А история была таковой. В июне 1920 года Григорьев отправил свою жену Елизавету Афанасьевну, страдающую желчно-каменной болезнью, и троих детей на лечение в Харбин. Старшая дочь Григорьева – шестнадцатилетняя Серафима перенесла два приступа аппендицита, поэтому речь шла и о возможной ее операции. Болезненным был и тринадцатилетний сын – Сережа. Почему в семье и приняли такое решение: супруга с детьми, включая пятилетнюю Леночку, поживет в Харбине три-четыре месяца, пройдя полный курс лечения.
После отъезда семьи не прошло и месяца, как начальник тюрьмы получил приказ готовить к эвакуации имущество и арестованных. Отступать вместе с семеновцами Леонтий Андреевич не собирался. Более того, воспользовавшись суматохой и неразберихой, сумел отвести от беды партию в 170 заключенных, которых семеновцы собирались пустить «в расход». Под всяческими предлогами затягивал и выполнение приказа об эвакуации.
Не было счастья, так несчастье помогло. В начале августа Григорьев получил сообщение из Харбина, что из-за болезни жены и старшей дочери семья оказалась в тяжелом материальном положении. Сдав тюрьму своему помощнику Жигалину, он выехал в Харбин, пробыл там две недели, устроив все, что мог, с больной дочерью. И вернулся в Читу, забрав с собой сына, которому надо было продолжать учебу.
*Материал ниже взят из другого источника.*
use pretty_assertions::assert_eq;
use rstest::rstest;
use wikiwom_config::WikiConfig;
use wikiwom_engine::{BuildOptions, UnsupportedElements, WomDocument, WomError, WomKind};
use wikiwom_syntax::{NodeKind, parse};

fn build(text: &str) -> WomDocument {
    WomDocument::parse(text, WikiConfig::default(), "Structure").unwrap()
}

#[rstest]
#[case("")]
#[case("plain text")]
#[case("Hello '''world'''\n\n----\n")]
#[case("a ''b '''c''' d'' e")]
#[case("line one\nline two\n\n\nafter gap")]
#[case("[[Main Page]] and [[Help:Contents|the ''help'']]")]
#[case("<div  class='x'>''a''&amp;b</div >\n")]
#[case("<p align=center>x</p>\n<hr noshade />")]
#[case("x<!-- note -->y &#65; &#x42; &nbsp;")]
#[case("[[Category:Foo]]\n[[category:foo|sort]]\n")]
#[case("[[File:x.png]] [[a{b]] unclosed ''italics")]
#[case("'''bold\nbroken")]
fn unedited_documents_print_unchanged(#[case] input: &str) {
    let doc = build(input);
    assert_eq!(doc.to_wikitext().unwrap(), input);
}

#[test]
fn wom_outline() {
    let doc = build("Hello '''world'''\n<div class=\"x\">[[Main Page|home]]</div>\n[[Category:Foo]]");
    insta::assert_snapshot!(doc.dump().trim_end(), @r#"
    page title="Structure"
      body
        p
          #text "Hello "
          b
            #text "world"
        #text "\n"
        div class="x" (xml)
          link target="Main Page"
            #text "home"
        #text "\n"
        p
      category name="Foo"
    "#);
}

#[test]
fn content_model_violations_change_nothing() {
    let mut doc = build("x '''b''' y\n----");
    let bold = doc.elements_by_name("b").unwrap()[0];
    let hr = doc.elements_by_name("hr").unwrap()[0];
    let text = doc.children(bold).unwrap()[0];
    let before = doc.to_wikitext().unwrap();

    let paragraph = doc.create_paragraph().unwrap();
    let more = doc.create_text("z").unwrap();
    let attempts = [
        doc.append_child(bold, paragraph),
        doc.prepend_child(hr, more),
        doc.append_child(text, more),
    ];
    for attempt in attempts {
        assert!(matches!(attempt, Err(WomError::ContentModel(_))));
    }

    assert_eq!(doc.children(bold).unwrap(), &[text]);
    assert!(doc.children(hr).unwrap().is_empty());
    assert_eq!(doc.parent(paragraph).unwrap(), None);
    assert_eq!(doc.parent(more).unwrap(), None);
    assert_eq!(doc.to_wikitext().unwrap(), before);
}

#[test]
fn links_cannot_nest() {
    let mut doc = build("[[Main Page|home]]");
    let link = doc.elements_by_name("link").unwrap()[0];
    let inner = doc.create_page_link("Help:Contents").unwrap();
    assert!(matches!(
        doc.append_child(link, inner),
        Err(WomError::ContentModel(_))
    ));
}

#[test]
fn page_children_are_fixed() {
    let mut doc = build("x");
    let page = doc.page();
    let body = doc.body();
    let paragraph = doc.create_paragraph().unwrap();
    assert!(matches!(
        doc.append_child(page, paragraph),
        Err(WomError::UnsupportedOperation(_))
    ));
    assert!(matches!(
        doc.remove_child(page, body),
        Err(WomError::UnsupportedOperation(_))
    ));
}

#[test]
fn insertions_follow_the_reference_node() {
    let mut doc = build("b");
    let body = doc.body();
    let paragraph = doc.children(body).unwrap()[0];
    let existing = doc.children(paragraph).unwrap()[0];

    let a = doc.create_text("a").unwrap();
    let c = doc.create_text("c").unwrap();
    let bold = doc.create_bold().unwrap();
    let inner = doc.create_text("!").unwrap();
    doc.insert_before(paragraph, a, existing).unwrap();
    doc.insert_after(paragraph, c, existing).unwrap();
    doc.append_child(paragraph, bold).unwrap();
    doc.append_child(bold, inner).unwrap();

    assert_eq!(doc.to_wikitext().unwrap(), "abc'''!'''");
    assert_eq!(doc.children(paragraph).unwrap(), &[a, existing, c, bold]);
}

#[test]
fn reference_must_be_a_child() {
    let mut doc = build("a\n\nb");
    let body = doc.body();
    let paragraphs = doc.elements_by_name("p").unwrap();
    let foreign = doc.children(paragraphs[1]).unwrap()[0];
    let text = doc.create_text("x").unwrap();
    let before = doc.to_wikitext().unwrap();

    assert!(matches!(
        doc.insert_before(paragraphs[0], text, foreign),
        Err(WomError::Validation(_))
    ));
    assert!(matches!(
        doc.remove_child(body, foreign),
        Err(WomError::Validation(_))
    ));
    assert_eq!(doc.to_wikitext().unwrap(), before);
    assert_eq!(doc.parent(text).unwrap(), None);
}

#[test]
fn attached_nodes_must_be_removed_before_moving() {
    let mut doc = build("a ''b''");
    let body = doc.body();
    let italics = doc.elements_by_name("i").unwrap()[0];
    assert!(matches!(
        doc.append_child(body, italics),
        Err(WomError::UnsupportedOperation(_))
    ));

    let paragraph = doc.parent(italics).unwrap().unwrap();
    doc.remove_child(paragraph, italics).unwrap();
    doc.append_child(body, italics).unwrap();
    assert_eq!(doc.to_wikitext().unwrap(), "a ''b''");
    assert_eq!(doc.parent(italics).unwrap(), Some(body));
}

#[test]
fn nodes_cannot_be_inserted_into_themselves() {
    let mut doc = build("");
    let outer = doc.create_bold().unwrap();
    let inner = doc.create_italics().unwrap();
    doc.append_child(outer, inner).unwrap();
    assert!(matches!(
        doc.append_child(inner, outer),
        Err(WomError::UnsupportedOperation(_) | WomError::Validation(_))
    ));
}

#[test]
fn replacing_a_child() {
    let mut doc = build("keep\n\nold");
    let body = doc.body();
    let old = *doc.children(body).unwrap().last().unwrap();
    let hr = doc.create_horizontal_rule().unwrap();

    doc.replace_child(body, hr, old).unwrap();

    assert_eq!(doc.to_wikitext().unwrap(), "keep\n\n\n----\n");
    assert_eq!(doc.parent(old).unwrap(), None);
    assert_eq!(doc.kind(*doc.children(body).unwrap().last().unwrap()).unwrap(), WomKind::HorizontalRule);
}

#[test]
fn empty_xml_elements_open_up_for_children() {
    let mut doc = build("<div class=\"box\"/>");
    let div = doc.elements_by_name("div").unwrap()[0];
    let text = doc.create_text("inside").unwrap();
    doc.append_child(div, text).unwrap();
    assert_eq!(
        doc.to_wikitext().unwrap(),
        "<div class=\"box\">inside</div>"
    );
}

#[test]
fn editing_text_and_references() {
    let mut doc = build("a &amp; b");
    let paragraph = doc.elements_by_name("p").unwrap()[0];
    let reference = doc.children(paragraph).unwrap()[1];
    assert_eq!(doc.text_content(reference).unwrap(), "&");

    doc.set_text(reference, "and").unwrap();
    assert_eq!(doc.to_wikitext().unwrap(), "a and b");

    let first = doc.children(paragraph).unwrap()[0];
    doc.set_text(first, "one ").unwrap();
    assert_eq!(doc.to_wikitext().unwrap(), "one and b");
}

#[test]
fn editing_comments() {
    let mut doc = build("x<!-- old -->y");
    let comment = doc.elements_by_name("#comment").unwrap()[0];

    doc.set_comment_text(comment, " new ").unwrap();
    assert_eq!(doc.to_wikitext().unwrap(), "x<!-- new -->y");

    assert!(matches!(
        doc.set_comment_text(comment, "a--b"),
        Err(WomError::Validation(_))
    ));
    assert_eq!(doc.text_content(comment).unwrap(), " new ");
}

#[test]
fn unsupported_elements_carry_their_node() {
    let ast = parse("<table>x</table>");
    let err = WomDocument::from_ast(ast, WikiConfig::default(), "T").unwrap_err();
    let WomError::UnsupportedElement { node, name } = err else {
        panic!("expected an unsupported element error");
    };
    assert_eq!(name, "table");

    let ast = parse("<table>x</table>");
    assert!(matches!(
        ast.kind(node).unwrap(),
        NodeKind::XmlElement { name, .. } if name == "table"
    ));

    let options = BuildOptions {
        unsupported_elements: UnsupportedElements::Preserve,
    };
    let doc = WomDocument::from_ast_with(ast, WikiConfig::default(), "T", &options).unwrap();
    assert_eq!(doc.to_wikitext().unwrap(), "<table>x</table>");
}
К тому времени семеновским властям было уже не до эвакуации тюрьмы. Но беда поджидала с другой стороны – старшего сына Леонтия Андреевича, двадцатидвухлетнего Феодосия, еще в 1918 году мобилизованного семеновцами со скамьи политехнического училища в казачий полк, откомандировали помимо желания юноши в юнкерское училище. Скоропостижный срок обучения в августе у Феодосия закончился, его произвели в подпоручики и отдали приказ выехать в Даурию. Сын служить у Семенова не хотел и, когда начался отъезд, ушел из училищной казармы домой, но за ним послали вооруженный наряд с офицером…
Только в начале 1921 года Григорьев узнал, что сын жив, но болен воспалением почек, от службы освобожден и находится тоже в Харбине.
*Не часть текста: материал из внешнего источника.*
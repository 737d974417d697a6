//! Parser behaviour over whole documents.

use pretty_assertions::assert_eq;
use rstest::rstest;
use wikiwom_syntax::printer::print_document;
use wikiwom_syntax::{Ast, NodeId, NodeKind, parse};

fn page_items(ast: &Ast) -> Vec<NodeId> {
    ast.list(ast.page_content()).unwrap().to_vec()
}

fn kinds(ast: &Ast, ids: &[NodeId]) -> Vec<&'static str> {
    ids.iter().map(|id| ast.kind(*id).unwrap().name()).collect()
}

#[rstest]
#[case::empty("")]
#[case::plain("just text")]
#[case::paragraphs("one\ntwo\n\nthree\n")]
#[case::emphasis("''i'' '''b''' '''''bi'''''")]
#[case::unclosed_emphasis("''open\nnext '''line")]
#[case::rule("a\n----\nb\n-----x")]
#[case::links("[[Main Page]] [[Target|shown ''text'']] [[Category:Foo|key]]")]
#[case::unclosed_link("[[no close\n]]")]
#[case::tags("<b class=\"x\" id='y' hidden>bold</b > <br/> <hr>")]
#[case::block_div("<div align=center>\n\ninside\n\n</div>\nafter")]
#[case::stray_tags("</i> < b> <unclosed")]
#[case::comments("a<!-- c -->b<!--- d ---> <!-- open")]
#[case::references("&amp; &#65; &#x41; &bogus; &#xZZ; & x")]
#[case::attribute_references("<i title=\"a &quot;b&quot; &#60;\">x</i>")]
#[case::crlf("a\r\nb\r\n\r\nc")]
#[case::unicode("Ünïcødé ''ñ'' [[Köln]]")]
fn roundtrip_preserves_text(#[case] input: &str) {
    let ast = parse(input);
    assert_eq!(print_document(&ast).unwrap(), input);
}

#[test]
fn paragraphs_and_blank_lines() {
    let ast = parse("Hello '''world'''\n\n----\n");
    insta::assert_snapshot!(ast.dump(ast.root()).trim_end(), @r#"
    page
      list
        paragraph
          list
            text "Hello "
            bold
              list
                text "world"
        newline "\n"
        newline "\n"
        hr
        newline "\n"
    "#);
}

#[test]
fn single_line_breaks_stay_inside_paragraph() {
    let ast = parse("one\ntwo");
    let items = page_items(&ast);
    assert_eq!(kinds(&ast, &items), vec!["paragraph"]);
    let NodeKind::Paragraph { content } = ast.kind(items[0]).unwrap() else {
        panic!("expected paragraph");
    };
    let inner = ast.list(*content).unwrap();
    assert_eq!(kinds(&ast, inner), vec!["text", "newline", "text"]);
}

#[test]
fn block_tags_sit_in_page_content() {
    let ast = parse("<div>a</div>\n<p>b</p>");
    let items = page_items(&ast);
    assert_eq!(
        kinds(&ast, &items),
        vec!["xml-element", "newline", "xml-element"]
    );
}

#[test]
fn category_links_keep_their_target() {
    let ast = parse("[[Category:Foo]] text [[category:foo|sort]]");
    let targets: Vec<String> = ast
        .descendants(ast.root())
        .unwrap()
        .into_iter()
        .filter_map(|id| match ast.kind(id).unwrap() {
            NodeKind::InternalLink { target, .. } => Some(target.clone()),
            _ => None,
        })
        .collect();
    assert_eq!(targets, vec!["Category:Foo", "category:foo"]);
}

#[test]
fn element_attributes_are_parsed() {
    let ast = parse("<i style=\"color:red\">x</i>");
    insta::assert_snapshot!(ast.dump(ast.root()).trim_end(), @r#"
    page
      list
        paragraph
          list
            xml-element <i>
              list
                xml-attribute style
                  list
                    text "color:red"
              list
                text "x"
    "#);
}

#[test]
fn unknown_entities_are_text() {
    let ast = parse("&bogus;");
    let refs = ast
        .descendants(ast.root())
        .unwrap()
        .into_iter()
        .filter(|id| matches!(ast.kind(*id).unwrap(), NodeKind::XmlEntityRef { .. }))
        .count();
    assert_eq!(refs, 0);
}

#[test]
fn char_refs_keep_their_spelling() {
    let ast = parse("&#x41;");
    let id = ast
        .descendants(ast.root())
        .unwrap()
        .into_iter()
        .find(|id| matches!(ast.kind(*id).unwrap(), NodeKind::XmlCharRef(65)))
        .unwrap();
    assert_eq!(ast.rtd(id).unwrap().unwrap().slot(0), Some("&#x41;"));
}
Семья вернулась в Читу в сентябре 1921 года: Григорьевым помог знакомый, выехавший в ДВР из Харбина и сопроводивший жену и детей начальника тюрьмы в дороге.
Трудно сказать, в чем была вина Григорьева, исстрадавшегося от всех перипетий с семьей, но весь октябрь его вызывал следователь, подробно опрашивающий и сотрудников тюрьмы. А они поголовно свидетельствовали в пользу своего начальника, не допуская и мысли, что Григорьев хотя бы отчасти пропитан семеновским душком. Конторщик тюрьмы Михаил Крутиков рассказал следователю, что сам при семеновцах арестовывался четыре раза и каждый раз бывал освобожден только благодаря Григорьеву, хотя тот знал, что у него, Крутикова, пять месяцев скрывался свояк – комиссар Лопатин. Григорьев даже не раз предупреждал обоих о слежке за ними семеновских ищеек.